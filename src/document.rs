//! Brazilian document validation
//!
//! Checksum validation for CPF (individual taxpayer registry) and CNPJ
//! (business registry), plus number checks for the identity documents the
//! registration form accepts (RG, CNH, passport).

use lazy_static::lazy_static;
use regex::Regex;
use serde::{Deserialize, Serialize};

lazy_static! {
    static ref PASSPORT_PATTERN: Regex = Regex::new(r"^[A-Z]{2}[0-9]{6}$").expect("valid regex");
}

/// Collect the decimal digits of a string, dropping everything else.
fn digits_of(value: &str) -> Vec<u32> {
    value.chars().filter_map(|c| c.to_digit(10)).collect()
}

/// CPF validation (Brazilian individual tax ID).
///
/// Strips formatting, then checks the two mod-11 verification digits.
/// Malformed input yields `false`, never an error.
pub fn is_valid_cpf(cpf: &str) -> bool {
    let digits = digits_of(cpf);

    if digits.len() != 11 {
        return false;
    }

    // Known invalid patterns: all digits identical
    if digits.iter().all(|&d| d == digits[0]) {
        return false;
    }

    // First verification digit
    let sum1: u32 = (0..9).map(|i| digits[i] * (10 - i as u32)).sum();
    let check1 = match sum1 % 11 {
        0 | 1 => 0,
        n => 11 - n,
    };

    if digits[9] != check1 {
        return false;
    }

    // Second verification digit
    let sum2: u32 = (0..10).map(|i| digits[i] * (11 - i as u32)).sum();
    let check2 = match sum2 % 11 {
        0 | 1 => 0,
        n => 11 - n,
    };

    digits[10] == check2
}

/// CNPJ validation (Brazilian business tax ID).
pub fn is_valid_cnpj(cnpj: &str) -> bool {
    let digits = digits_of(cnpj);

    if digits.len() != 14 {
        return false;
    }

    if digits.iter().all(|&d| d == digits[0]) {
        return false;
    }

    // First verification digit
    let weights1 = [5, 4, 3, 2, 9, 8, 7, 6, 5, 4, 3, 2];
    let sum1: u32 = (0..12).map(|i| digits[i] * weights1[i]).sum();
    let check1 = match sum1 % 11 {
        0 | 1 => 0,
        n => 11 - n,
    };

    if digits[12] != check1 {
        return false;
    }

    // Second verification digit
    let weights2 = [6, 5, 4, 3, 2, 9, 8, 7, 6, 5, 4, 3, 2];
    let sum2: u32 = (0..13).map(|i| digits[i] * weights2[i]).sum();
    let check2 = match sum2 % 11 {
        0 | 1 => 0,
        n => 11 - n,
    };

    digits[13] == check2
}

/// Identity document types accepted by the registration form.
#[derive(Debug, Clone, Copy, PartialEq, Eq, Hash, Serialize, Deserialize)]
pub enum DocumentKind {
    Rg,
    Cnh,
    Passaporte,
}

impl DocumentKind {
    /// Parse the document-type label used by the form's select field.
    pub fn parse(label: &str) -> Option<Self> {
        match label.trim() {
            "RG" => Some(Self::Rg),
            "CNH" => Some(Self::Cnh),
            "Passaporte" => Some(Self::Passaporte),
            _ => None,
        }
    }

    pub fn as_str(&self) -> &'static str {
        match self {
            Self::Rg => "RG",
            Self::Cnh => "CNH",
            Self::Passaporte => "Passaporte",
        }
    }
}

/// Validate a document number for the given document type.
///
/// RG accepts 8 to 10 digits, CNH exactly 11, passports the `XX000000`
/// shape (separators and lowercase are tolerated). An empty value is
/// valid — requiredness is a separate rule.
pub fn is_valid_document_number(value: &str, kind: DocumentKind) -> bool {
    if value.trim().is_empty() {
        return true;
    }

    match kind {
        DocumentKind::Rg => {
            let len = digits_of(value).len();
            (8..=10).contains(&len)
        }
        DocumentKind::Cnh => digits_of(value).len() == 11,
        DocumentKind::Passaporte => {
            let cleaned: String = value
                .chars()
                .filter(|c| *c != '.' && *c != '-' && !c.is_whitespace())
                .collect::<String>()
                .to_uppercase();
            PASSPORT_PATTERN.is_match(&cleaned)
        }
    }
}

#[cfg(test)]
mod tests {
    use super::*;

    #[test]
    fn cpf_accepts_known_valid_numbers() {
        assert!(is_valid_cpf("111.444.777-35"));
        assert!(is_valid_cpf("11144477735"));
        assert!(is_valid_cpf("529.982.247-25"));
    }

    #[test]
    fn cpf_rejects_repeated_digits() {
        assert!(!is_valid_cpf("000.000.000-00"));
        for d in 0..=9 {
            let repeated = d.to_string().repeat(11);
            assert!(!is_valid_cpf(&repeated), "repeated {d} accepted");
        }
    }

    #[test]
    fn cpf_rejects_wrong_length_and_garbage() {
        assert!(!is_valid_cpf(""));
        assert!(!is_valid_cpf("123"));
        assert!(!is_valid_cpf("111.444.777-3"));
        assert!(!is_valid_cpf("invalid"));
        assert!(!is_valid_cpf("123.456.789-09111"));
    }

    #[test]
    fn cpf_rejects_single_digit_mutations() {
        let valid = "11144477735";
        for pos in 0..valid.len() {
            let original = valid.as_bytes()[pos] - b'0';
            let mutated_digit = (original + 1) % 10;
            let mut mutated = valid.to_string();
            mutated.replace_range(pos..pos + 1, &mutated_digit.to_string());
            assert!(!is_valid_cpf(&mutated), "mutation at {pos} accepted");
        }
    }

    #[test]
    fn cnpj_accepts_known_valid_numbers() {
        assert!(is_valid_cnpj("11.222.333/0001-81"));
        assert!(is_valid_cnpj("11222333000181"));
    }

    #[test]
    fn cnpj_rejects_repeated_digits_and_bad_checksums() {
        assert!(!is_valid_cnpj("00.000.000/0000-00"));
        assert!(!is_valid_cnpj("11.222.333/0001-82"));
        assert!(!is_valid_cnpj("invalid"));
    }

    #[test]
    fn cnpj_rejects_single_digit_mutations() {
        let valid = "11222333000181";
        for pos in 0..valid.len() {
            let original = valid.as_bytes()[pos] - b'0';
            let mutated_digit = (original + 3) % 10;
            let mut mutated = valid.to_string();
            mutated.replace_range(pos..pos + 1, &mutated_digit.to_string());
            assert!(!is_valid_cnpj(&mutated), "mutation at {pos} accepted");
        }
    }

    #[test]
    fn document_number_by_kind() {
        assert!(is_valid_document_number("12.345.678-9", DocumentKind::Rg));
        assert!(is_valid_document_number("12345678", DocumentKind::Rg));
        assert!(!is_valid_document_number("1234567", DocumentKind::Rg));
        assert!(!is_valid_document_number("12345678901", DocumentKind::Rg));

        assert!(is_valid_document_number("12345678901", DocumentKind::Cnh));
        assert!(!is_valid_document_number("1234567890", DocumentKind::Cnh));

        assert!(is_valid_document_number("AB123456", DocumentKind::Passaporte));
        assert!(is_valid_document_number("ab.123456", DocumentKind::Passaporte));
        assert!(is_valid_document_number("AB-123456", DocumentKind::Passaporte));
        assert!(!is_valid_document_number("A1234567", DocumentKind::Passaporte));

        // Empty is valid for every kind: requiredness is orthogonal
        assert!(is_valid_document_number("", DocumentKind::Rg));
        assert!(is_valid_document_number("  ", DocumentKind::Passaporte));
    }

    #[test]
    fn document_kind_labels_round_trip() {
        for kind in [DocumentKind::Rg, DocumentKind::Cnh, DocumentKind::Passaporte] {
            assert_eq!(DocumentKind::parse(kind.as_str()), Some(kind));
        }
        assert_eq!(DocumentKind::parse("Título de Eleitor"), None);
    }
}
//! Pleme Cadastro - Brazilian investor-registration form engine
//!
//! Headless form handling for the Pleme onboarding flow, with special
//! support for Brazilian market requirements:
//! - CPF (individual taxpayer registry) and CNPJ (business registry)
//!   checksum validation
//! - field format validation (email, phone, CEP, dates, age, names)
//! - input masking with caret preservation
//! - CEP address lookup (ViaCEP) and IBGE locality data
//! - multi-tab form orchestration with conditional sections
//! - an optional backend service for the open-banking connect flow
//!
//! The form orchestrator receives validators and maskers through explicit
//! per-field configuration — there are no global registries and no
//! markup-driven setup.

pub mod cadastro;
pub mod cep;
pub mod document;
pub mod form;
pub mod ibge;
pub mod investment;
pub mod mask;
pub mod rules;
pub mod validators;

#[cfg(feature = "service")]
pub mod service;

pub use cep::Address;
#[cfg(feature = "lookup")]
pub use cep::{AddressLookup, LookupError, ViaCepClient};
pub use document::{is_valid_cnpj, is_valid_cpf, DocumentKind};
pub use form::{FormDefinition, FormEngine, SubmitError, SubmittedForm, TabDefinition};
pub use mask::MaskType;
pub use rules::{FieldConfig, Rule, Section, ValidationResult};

§ Exercise description
Nothing but the lines from the one containing "support for Brazilian" to the end of the entries belongs in the answer, and each must match exactly.

§ Output for this exercise
//! support for Brazilian market requirements:
//! - CPF (individual taxpayer registry) and CNPJ (business registry)
//!   checksum validation
//! - field format validation (email, phone, CEP, dates, age, names)
//! - input masking with caret preservation
//! - CEP address lookup (ViaCEP) and IBGE locality data
//! - multi-tab form orchestration with conditional sections
//! - an optional backend service for the open-banking connect flow
//!
//! The form orchestrator receives validators and maskers through explicit
//! per-field configuration — there are no global registries and no
//! markup-driven setup.

pub mod cadastro;
pub mod cep;
pub mod document;
pub mod form;
pub mod ibge;
pub mod investment;
pub mod mask;
pub mod rules;
pub mod validators;

#[cfg(feature = "service")]
pub mod service;

pub use cep::Address;
#[cfg(feature = "lookup")]
pub use cep::{AddressLookup, LookupError, ViaCepClient};
pub use document::{is_valid_cnpj, is_valid_cpf, DocumentKind};
pub use form::{FormDefinition, FormEngine, SubmitError, SubmittedForm, TabDefinition};
pub use mask::MaskType;
pub use rules::{FieldConfig, Rule, Section, ValidationResult};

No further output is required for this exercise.